Monday, April 19, 2010

Potted up tomatoes

Today was the day.  I have been putting off repotting my tomatoes.  Normally, I would have done it about a week ago.  I got a little depressed about the failure of the great majority of the cole crops and then just got lazy. 

I am now the proud mama to 50 tomato seedlings.  There are 17 Legend, 31 Amish Paste and 2 Mystery tomatoes.  The mystery tomatoes are from a volunteer that came up last summer.  It was a nice big blocky slicer, so I decided to see what would happen from saved seed this year.

Many of the seedlings are looking a little ragged right now from their hard day, but should perk up in a few days.  They still have another 4-6 weeks until plant out time. 

After my last post about seedling failure, I began wondering if my whole problem could be a result of being cheap.  You see I bought prepackaged seed starting cells from a very cheap store around these parts.  Yes, for you New Englanders, it was the Job Lot.  Bad Heather!  Anyway, I may try again next year with some higher quality soil.  I'm not sure what I was thinking.  I know that good soil produces good plants. 

Hopefully all the tomatoes will make it.  There are simultaneously too many and too few seedlings.  There are too many for just me and too few to share as much as I wanted to.  I would start a few more, but don't have enough seeds.  Next year I'll save more. 

5 comments:

kitsapFG said...

I always have lots of attrition in tomatoes from beginning of seed starting to final plant give away time. Some year's it can be as much as 50%. Transplanting seems to be my biggest loss event... the stress of the potting up or transplanting process takes out quite a few and I tend to ruthless cull the plants when I am handling them and can see that a plant is not thriving. Soil quality does make a difference. In fact, I have a whole tray of tomato seedlings currently that were potted up using an inferior soil mix that I had on hand (not my usual favorite Master Nursery - Gardener's Gold)and they have been yellowing and stressed looking while comparable plants treated the same in every other fashion are stocky and good colored right next to them. I was just marveling at the difference this weekend.

Daphne said...

Soil plays an amazing role in how your transplants grow. I love a local brand, which is the Vermont Compost Fort V potting mix. It is hard to find though. Sometimes Whole Foods sells small ones. If I could I'd buy lots, but it is just too expensive to get shipped to me. So now I just make my own. It is a PITA but it works and I know what is in it. And I use the Vermont Compost Company's compost in my seeds starting mix. Mine just isn't as good.

The Mom said...

Kitsap, it's funny that you have such attrition in tomato plants and I have such issues with cole crops. I'll be trying a better potting soil next year, combined with later starts, should solve a few problems.
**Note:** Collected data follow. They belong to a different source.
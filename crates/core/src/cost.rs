//! Cost estimation from output resolution.
//!
//! Prices are per output megapixel and live on each
//! [`ModelDescriptor`](crate::models::ModelDescriptor).

/// Pixels per megapixel.
const PIXELS_PER_MEGAPIXEL: f64 = 1_000_000.0;

/// Round to 3 decimal places (tenths of a cent).
pub fn round_cost(value: f64) -> f64 {
    (value * 1000.0).round() / 1000.0
}

/// Cost of a single image, rounded to 3 decimals.
pub fn image_cost(width: u32, height: u32, cost_per_megapixel: f64) -> f64 {
    let megapixels = (width as f64 * height as f64) / PIXELS_PER_MEGAPIXEL;
    round_cost(megapixels * cost_per_megapixel)
}

/// Sum of per-image costs, each rounded, then rounded again.
///
/// Returns `None` when the model has no price or any image is missing its
/// dimensions, since a partial sum would understate the real charge.
pub fn estimate_cost(
    dimensions: &[(Option<u32>, Option<u32>)],
    cost_per_megapixel: Option<f64>,
) -> Option<f64> {
    let cpm = cost_per_megapixel?;
    let mut total = 0.0;
    for (width, height) in dimensions {
        total += image_cost((*width)?, (*height)?, cpm);
    }
    Some(round_cost(total))
}

#[cfg(test)]
mod tests {
    use super::*;

    #[test]
    fn square_megapixel_image_at_lora_price() {
        // 1.048576 MP * 0.025 = 0.0262144
        assert_eq!(image_cost(1024, 1024, 0.025), 0.026);
    }

    #[test]
    fn costs_sum_per_image() {
        let dims = [(Some(1024), Some(1024)), (Some(1024), Some(768))];
        // 0.026 + 0.020 (0.786432 * 0.025 = 0.0196608)
        assert_eq!(estimate_cost(&dims, Some(0.025)), Some(0.046));
    }

    #[test]
    fn unpriced_model_has_no_cost() {
        assert_eq!(estimate_cost(&[(Some(1024), Some(1024))], None), None);
    }

    #[test]
    fn missing_dimensions_yield_no_cost() {
        assert_eq!(estimate_cost(&[(Some(1024), None)], Some(0.05)), None);
    }

    #[test]
    fn empty_image_list_costs_nothing() {
        assert_eq!(estimate_cost(&[], Some(0.05)), Some(0.0));
    }
}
Daphne, I'll have to check that out at WF. I've been looking around locally and haven't found anything that looks too good. It is awfully pricey to have it shipped.

Robbie @ Going Green Mama said...

OK, I have to ask, how did you get your tomato seed starting to work? Mine failed miserably.

The Mom said...

Robbie, it seems to be a bit of a crap shoot. For some reason I do really well with tomatoes and peppers and poorly with cabbages, broccoli and the like. I use a heat mat under them, but that's the only thing I can think of.